(Information begins)

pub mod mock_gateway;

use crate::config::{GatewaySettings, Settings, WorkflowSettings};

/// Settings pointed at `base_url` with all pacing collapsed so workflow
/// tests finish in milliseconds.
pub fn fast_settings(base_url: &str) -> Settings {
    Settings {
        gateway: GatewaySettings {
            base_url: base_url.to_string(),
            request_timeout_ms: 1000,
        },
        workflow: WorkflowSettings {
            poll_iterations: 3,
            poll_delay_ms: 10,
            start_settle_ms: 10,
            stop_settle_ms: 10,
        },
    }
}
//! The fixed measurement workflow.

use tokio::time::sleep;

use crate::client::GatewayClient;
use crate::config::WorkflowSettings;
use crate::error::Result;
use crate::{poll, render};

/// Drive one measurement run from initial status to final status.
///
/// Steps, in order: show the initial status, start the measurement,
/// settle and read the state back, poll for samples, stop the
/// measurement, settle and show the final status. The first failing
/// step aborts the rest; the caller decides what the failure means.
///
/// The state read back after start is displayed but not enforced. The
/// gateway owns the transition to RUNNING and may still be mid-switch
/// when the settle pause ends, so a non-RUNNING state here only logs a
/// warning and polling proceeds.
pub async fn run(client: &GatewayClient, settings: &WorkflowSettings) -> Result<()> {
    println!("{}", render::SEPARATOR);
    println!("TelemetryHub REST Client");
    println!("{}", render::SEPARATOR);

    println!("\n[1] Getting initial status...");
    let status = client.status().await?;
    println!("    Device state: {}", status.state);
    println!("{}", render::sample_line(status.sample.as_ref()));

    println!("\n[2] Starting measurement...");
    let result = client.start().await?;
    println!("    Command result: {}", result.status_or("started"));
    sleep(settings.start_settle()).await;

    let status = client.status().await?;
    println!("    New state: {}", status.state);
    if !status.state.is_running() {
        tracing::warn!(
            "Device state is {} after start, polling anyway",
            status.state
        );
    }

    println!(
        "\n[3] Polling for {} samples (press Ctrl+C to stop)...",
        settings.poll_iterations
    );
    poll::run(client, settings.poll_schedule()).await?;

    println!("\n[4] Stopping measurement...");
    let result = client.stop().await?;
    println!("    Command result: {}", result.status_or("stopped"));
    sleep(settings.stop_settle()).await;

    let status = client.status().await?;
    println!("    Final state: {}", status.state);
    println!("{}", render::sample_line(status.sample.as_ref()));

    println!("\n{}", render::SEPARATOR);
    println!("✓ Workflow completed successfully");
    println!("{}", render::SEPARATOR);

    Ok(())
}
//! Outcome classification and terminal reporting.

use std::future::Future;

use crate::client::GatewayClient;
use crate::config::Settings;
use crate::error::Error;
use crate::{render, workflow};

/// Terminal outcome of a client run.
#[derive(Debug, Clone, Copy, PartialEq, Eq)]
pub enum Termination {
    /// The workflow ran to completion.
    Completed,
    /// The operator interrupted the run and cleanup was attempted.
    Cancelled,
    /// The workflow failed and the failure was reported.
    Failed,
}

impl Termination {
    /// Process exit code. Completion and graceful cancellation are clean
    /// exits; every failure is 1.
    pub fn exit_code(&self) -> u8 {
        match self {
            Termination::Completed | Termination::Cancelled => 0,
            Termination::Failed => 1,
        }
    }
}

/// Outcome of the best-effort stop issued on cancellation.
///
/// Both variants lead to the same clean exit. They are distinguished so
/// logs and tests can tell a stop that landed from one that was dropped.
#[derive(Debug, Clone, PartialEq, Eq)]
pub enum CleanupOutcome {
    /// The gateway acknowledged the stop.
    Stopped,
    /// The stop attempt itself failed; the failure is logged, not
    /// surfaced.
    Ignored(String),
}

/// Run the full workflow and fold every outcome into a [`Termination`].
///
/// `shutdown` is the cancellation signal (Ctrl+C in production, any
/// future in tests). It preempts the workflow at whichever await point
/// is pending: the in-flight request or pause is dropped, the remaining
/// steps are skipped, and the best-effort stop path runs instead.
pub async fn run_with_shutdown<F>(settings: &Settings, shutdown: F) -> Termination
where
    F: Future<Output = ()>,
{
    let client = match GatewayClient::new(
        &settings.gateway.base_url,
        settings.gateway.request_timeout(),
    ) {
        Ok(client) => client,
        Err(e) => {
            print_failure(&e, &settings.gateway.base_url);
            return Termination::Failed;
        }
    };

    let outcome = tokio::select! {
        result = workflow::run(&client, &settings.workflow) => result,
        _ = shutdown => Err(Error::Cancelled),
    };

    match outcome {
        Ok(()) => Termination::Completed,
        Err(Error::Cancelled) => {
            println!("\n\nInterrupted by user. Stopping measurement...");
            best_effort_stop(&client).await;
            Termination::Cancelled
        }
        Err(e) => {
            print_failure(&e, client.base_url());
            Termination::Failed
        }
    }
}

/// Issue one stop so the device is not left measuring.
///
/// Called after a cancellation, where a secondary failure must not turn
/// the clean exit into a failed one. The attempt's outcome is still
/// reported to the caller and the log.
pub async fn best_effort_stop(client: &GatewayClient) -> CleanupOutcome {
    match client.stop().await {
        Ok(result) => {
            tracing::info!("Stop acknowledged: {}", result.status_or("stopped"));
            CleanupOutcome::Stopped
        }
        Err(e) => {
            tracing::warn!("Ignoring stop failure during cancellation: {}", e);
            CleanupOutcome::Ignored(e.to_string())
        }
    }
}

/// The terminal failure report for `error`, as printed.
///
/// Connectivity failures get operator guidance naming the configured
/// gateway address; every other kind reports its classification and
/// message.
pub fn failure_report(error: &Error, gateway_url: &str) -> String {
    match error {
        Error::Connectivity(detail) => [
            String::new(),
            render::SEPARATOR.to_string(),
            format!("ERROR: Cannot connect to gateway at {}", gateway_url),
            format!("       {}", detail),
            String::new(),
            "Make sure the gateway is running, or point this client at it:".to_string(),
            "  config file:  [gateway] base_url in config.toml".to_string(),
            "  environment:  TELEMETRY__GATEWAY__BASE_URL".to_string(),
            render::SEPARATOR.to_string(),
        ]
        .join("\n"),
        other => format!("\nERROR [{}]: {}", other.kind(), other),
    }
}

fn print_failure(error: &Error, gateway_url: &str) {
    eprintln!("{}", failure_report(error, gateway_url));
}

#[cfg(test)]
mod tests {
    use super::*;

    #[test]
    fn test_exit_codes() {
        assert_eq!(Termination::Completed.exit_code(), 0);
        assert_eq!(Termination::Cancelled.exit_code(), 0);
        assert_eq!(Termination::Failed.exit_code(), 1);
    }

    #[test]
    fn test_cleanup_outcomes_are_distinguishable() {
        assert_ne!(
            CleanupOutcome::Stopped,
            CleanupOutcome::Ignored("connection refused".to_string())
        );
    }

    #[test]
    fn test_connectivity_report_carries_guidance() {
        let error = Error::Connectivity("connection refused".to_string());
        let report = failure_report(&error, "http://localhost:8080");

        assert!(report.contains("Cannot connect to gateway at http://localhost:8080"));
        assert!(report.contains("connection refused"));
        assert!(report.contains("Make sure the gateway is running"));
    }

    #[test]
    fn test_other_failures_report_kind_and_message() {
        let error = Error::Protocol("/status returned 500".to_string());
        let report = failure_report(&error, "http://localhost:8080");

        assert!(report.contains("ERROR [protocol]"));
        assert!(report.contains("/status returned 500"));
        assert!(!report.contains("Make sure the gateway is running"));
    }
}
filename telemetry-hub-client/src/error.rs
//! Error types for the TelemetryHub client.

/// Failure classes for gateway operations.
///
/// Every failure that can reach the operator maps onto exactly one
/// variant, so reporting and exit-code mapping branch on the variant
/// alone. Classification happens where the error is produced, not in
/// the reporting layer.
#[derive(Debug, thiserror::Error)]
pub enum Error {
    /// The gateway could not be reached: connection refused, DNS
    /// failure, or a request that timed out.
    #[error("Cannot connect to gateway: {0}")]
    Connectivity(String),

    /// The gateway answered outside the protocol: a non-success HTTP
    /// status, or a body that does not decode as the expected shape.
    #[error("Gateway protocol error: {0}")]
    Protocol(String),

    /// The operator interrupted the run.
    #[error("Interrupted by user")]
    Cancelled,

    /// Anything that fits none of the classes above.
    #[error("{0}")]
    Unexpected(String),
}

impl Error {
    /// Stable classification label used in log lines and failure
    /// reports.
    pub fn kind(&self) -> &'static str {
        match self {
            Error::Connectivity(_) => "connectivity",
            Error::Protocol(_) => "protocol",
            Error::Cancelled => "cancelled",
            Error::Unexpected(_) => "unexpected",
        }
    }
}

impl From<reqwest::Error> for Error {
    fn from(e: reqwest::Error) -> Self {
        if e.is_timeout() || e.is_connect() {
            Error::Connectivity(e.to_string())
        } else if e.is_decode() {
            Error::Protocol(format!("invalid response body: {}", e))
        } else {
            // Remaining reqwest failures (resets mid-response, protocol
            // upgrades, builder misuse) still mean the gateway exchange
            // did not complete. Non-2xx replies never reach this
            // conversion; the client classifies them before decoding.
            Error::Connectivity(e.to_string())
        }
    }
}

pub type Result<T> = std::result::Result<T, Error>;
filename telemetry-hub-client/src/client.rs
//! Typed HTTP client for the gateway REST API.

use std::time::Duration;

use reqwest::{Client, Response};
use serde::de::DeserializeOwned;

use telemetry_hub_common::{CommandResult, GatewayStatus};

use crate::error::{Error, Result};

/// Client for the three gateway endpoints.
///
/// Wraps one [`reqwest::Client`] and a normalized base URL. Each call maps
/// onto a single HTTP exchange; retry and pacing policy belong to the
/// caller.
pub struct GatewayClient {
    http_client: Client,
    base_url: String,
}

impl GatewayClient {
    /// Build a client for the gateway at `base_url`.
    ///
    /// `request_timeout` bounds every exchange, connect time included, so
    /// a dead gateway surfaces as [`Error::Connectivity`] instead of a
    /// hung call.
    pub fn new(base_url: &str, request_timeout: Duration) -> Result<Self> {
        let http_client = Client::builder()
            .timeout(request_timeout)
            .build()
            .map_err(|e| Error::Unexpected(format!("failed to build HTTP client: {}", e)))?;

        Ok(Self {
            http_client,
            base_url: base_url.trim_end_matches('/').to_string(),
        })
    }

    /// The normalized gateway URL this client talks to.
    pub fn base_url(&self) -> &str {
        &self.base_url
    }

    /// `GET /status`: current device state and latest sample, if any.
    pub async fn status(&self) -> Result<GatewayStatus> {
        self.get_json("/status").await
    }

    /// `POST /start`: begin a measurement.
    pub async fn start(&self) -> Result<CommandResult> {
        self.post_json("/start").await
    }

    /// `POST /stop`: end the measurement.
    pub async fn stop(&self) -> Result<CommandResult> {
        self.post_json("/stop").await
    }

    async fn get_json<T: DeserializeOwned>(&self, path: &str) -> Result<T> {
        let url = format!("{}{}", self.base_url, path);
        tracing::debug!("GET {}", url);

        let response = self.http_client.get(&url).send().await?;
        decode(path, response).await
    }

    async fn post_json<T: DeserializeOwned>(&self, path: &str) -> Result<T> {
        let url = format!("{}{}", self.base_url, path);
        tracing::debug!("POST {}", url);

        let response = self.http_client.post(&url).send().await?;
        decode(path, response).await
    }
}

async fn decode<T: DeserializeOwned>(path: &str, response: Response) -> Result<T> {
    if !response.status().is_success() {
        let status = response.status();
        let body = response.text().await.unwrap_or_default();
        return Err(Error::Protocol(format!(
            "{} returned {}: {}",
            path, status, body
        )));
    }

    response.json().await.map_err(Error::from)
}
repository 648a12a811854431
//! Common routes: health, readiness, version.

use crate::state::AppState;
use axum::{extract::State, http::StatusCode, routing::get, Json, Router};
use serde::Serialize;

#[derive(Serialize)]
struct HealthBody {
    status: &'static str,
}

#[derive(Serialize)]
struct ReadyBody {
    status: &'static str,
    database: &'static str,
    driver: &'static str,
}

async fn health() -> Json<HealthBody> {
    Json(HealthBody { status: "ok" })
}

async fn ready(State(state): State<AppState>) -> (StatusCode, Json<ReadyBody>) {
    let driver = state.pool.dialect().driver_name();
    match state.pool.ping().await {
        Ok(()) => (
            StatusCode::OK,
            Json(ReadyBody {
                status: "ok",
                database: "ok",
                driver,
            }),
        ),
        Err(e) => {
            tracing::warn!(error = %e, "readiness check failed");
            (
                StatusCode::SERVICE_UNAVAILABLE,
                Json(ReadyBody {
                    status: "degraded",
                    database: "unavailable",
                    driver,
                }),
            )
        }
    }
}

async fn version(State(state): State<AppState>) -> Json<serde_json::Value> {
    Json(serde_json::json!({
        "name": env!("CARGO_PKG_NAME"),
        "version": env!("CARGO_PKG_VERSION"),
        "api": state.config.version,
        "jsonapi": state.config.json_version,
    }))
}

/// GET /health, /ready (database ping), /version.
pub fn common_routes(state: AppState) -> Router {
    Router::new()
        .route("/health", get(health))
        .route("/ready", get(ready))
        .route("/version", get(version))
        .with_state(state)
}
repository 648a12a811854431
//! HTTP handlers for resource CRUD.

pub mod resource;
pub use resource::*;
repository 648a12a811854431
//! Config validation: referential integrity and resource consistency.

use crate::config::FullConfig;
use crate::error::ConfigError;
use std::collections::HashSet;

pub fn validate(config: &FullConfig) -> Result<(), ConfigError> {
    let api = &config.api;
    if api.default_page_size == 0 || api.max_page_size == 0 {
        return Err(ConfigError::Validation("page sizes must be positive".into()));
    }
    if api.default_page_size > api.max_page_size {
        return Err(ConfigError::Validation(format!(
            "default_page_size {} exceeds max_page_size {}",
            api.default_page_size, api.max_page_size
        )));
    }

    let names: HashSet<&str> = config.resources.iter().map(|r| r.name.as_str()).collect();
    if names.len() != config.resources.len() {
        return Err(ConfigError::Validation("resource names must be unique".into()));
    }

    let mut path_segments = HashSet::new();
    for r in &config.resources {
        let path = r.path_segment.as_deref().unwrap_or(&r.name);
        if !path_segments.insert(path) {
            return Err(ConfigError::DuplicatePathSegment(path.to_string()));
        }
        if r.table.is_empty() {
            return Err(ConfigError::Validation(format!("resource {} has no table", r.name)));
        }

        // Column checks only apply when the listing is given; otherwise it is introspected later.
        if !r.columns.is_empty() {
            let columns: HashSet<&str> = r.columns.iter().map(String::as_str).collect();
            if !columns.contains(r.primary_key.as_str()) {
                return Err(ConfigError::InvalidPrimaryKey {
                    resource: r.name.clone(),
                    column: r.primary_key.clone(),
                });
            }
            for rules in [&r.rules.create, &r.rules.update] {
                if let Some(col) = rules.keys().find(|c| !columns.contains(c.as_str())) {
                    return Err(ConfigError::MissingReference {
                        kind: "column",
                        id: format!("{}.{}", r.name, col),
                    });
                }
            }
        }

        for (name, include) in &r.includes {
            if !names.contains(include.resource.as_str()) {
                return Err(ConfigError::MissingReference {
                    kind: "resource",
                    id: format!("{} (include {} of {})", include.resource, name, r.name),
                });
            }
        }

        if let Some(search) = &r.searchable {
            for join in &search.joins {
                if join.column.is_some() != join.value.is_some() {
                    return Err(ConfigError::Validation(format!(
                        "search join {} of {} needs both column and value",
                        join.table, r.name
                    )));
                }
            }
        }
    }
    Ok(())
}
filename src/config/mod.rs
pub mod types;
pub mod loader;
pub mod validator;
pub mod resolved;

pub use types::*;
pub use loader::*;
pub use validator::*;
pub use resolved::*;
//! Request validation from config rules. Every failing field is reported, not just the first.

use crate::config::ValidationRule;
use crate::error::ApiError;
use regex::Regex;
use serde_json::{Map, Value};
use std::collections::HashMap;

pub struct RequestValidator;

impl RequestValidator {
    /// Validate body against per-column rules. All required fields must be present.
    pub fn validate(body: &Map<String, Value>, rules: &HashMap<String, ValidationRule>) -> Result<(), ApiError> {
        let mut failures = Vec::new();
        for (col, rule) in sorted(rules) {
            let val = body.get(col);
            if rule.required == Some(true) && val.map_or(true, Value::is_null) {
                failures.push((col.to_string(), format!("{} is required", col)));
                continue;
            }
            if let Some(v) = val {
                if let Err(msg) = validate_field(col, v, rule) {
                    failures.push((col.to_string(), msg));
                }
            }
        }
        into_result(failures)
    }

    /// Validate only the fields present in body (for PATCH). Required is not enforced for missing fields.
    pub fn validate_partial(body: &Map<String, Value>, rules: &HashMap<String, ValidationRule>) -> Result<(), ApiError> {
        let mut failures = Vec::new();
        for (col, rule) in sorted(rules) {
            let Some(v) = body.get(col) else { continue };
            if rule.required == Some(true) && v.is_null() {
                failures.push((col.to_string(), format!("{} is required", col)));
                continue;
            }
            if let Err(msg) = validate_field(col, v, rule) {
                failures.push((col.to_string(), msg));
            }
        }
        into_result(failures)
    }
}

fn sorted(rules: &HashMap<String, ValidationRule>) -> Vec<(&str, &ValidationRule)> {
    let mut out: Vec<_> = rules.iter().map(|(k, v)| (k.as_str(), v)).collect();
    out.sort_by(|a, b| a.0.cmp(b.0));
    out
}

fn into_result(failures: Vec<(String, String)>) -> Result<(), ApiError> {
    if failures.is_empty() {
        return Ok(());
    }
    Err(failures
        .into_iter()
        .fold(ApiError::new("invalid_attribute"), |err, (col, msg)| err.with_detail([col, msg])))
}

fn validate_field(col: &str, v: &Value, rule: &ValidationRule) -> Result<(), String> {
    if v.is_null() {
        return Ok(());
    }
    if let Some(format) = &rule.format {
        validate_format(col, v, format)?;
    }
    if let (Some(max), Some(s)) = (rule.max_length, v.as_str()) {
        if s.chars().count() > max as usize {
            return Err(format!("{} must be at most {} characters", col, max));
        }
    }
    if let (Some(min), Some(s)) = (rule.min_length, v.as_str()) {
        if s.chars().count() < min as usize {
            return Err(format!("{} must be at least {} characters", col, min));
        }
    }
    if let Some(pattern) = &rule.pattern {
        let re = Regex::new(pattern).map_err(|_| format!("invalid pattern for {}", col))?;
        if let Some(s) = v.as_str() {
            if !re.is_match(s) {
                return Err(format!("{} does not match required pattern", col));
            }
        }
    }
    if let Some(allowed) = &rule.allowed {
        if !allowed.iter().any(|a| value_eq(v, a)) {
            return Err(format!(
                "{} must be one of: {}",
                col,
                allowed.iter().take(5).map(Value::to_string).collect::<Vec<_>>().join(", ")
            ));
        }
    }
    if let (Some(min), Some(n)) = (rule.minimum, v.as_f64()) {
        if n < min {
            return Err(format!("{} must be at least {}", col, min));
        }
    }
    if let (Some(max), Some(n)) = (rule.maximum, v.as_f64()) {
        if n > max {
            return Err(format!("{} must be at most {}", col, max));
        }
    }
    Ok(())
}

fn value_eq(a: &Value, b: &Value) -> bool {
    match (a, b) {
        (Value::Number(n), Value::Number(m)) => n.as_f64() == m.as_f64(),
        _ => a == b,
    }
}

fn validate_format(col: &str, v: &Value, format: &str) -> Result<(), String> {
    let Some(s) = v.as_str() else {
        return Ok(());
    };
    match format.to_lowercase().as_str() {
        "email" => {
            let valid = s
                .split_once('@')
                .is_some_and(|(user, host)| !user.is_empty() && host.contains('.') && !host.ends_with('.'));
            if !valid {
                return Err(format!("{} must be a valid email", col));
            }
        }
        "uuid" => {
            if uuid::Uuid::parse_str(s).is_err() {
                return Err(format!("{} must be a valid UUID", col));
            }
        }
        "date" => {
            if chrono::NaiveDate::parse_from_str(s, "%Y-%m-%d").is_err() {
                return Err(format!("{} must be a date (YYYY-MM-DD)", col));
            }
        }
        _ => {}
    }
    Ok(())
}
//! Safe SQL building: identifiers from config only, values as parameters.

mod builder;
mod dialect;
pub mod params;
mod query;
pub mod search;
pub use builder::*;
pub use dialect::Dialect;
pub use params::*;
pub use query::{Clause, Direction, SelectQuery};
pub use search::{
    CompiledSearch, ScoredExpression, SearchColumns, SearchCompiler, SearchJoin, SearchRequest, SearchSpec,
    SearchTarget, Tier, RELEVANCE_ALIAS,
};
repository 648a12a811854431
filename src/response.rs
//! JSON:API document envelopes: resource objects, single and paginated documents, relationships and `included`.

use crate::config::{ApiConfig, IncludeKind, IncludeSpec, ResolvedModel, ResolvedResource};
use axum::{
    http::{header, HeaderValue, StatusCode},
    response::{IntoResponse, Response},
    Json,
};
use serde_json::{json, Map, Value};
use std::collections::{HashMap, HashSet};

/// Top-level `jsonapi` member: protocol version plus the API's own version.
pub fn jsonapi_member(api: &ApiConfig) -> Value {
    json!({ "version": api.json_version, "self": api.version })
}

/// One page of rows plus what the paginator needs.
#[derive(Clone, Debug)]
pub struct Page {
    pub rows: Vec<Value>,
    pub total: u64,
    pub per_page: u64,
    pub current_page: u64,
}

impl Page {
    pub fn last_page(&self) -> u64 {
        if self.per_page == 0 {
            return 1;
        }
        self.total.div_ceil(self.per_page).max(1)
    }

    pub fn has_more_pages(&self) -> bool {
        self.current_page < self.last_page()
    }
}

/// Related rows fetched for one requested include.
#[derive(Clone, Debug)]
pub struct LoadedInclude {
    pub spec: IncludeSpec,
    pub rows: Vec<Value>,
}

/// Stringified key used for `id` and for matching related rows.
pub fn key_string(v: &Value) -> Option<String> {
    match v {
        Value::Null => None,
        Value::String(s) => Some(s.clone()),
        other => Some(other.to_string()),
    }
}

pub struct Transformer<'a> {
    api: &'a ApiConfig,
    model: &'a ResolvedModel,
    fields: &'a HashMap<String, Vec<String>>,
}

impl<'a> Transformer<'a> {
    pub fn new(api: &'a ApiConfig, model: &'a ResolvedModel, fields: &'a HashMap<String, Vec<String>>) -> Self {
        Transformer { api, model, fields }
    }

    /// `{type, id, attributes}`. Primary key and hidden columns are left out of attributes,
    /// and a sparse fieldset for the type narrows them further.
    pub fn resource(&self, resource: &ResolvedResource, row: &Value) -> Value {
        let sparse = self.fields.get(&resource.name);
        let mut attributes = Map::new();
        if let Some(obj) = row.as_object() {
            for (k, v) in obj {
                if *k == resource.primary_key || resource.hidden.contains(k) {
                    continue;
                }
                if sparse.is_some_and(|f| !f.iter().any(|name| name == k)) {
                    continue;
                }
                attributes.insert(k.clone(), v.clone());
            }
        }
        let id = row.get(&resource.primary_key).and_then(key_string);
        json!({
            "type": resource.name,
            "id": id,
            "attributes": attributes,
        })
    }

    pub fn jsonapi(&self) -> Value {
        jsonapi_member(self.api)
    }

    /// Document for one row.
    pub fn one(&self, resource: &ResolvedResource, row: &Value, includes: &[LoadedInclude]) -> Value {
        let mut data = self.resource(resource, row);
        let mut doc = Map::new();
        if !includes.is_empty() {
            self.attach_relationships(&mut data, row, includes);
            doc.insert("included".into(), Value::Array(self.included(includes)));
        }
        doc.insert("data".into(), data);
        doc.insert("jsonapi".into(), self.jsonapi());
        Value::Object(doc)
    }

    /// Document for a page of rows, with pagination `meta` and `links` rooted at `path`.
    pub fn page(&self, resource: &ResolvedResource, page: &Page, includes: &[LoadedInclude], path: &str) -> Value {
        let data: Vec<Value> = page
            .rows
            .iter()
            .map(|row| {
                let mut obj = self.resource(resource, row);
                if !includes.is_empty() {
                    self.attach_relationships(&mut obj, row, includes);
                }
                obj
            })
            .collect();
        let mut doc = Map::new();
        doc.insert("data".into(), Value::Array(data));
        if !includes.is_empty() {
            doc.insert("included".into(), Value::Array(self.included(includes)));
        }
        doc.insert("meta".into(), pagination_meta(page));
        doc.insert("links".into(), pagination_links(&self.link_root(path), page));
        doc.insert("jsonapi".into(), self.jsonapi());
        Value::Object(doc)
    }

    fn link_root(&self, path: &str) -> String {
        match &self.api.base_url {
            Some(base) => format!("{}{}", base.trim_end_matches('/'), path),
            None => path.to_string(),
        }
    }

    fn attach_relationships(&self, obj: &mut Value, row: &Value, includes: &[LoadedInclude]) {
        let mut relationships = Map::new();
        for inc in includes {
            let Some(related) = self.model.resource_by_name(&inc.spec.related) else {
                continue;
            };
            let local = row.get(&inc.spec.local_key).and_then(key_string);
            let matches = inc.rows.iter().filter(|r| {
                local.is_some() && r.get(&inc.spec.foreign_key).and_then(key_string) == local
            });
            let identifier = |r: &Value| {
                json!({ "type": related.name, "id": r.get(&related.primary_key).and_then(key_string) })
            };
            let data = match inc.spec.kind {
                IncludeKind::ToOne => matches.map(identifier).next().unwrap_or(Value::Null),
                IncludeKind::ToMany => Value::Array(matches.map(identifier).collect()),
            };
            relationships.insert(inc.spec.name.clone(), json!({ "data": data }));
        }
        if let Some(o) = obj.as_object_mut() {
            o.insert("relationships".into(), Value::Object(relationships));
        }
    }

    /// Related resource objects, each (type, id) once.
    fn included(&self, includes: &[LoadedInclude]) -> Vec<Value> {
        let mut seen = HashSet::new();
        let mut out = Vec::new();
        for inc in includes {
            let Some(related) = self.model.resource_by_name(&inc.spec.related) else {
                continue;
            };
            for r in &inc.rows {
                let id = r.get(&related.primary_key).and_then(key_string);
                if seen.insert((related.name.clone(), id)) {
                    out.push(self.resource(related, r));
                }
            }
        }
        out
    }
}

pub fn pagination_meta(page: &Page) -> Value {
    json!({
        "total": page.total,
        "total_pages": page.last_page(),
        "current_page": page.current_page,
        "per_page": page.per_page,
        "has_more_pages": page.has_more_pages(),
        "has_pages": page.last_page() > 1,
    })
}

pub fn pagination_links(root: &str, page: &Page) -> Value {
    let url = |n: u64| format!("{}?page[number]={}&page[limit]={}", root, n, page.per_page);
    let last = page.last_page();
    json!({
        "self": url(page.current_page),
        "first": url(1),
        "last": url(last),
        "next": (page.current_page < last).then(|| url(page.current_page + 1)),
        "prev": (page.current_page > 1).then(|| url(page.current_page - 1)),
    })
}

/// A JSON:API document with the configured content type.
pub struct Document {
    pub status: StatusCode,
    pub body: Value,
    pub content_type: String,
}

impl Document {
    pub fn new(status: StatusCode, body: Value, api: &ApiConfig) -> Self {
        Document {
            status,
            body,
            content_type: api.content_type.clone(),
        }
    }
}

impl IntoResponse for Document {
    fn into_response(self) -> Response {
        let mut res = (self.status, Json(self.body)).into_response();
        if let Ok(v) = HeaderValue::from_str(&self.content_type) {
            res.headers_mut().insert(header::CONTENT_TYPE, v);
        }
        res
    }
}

(Information ends)

Task to complete: Across all the records, find the lines containing the word "HashMap" and reproduce each one.

Answer box:
use std::collections::HashMap;
    pub fn validate(body: &Map<String, Value>, rules: &HashMap<String, ValidationRule>) -> Result<(), ApiError> {
    pub fn validate_partial(body: &Map<String, Value>, rules: &HashMap<String, ValidationRule>) -> Result<(), ApiError> {
fn sorted(rules: &HashMap<String, ValidationRule>) -> Vec<(&str, &ValidationRule)> {
use std::collections::{HashMap, HashSet};
    fields: &'a HashMap<String, Vec<String>>,
    pub fn new(api: &'a ApiConfig, model: &'a ResolvedModel, fields: &'a HashMap<String, Vec<String>>) -> Self {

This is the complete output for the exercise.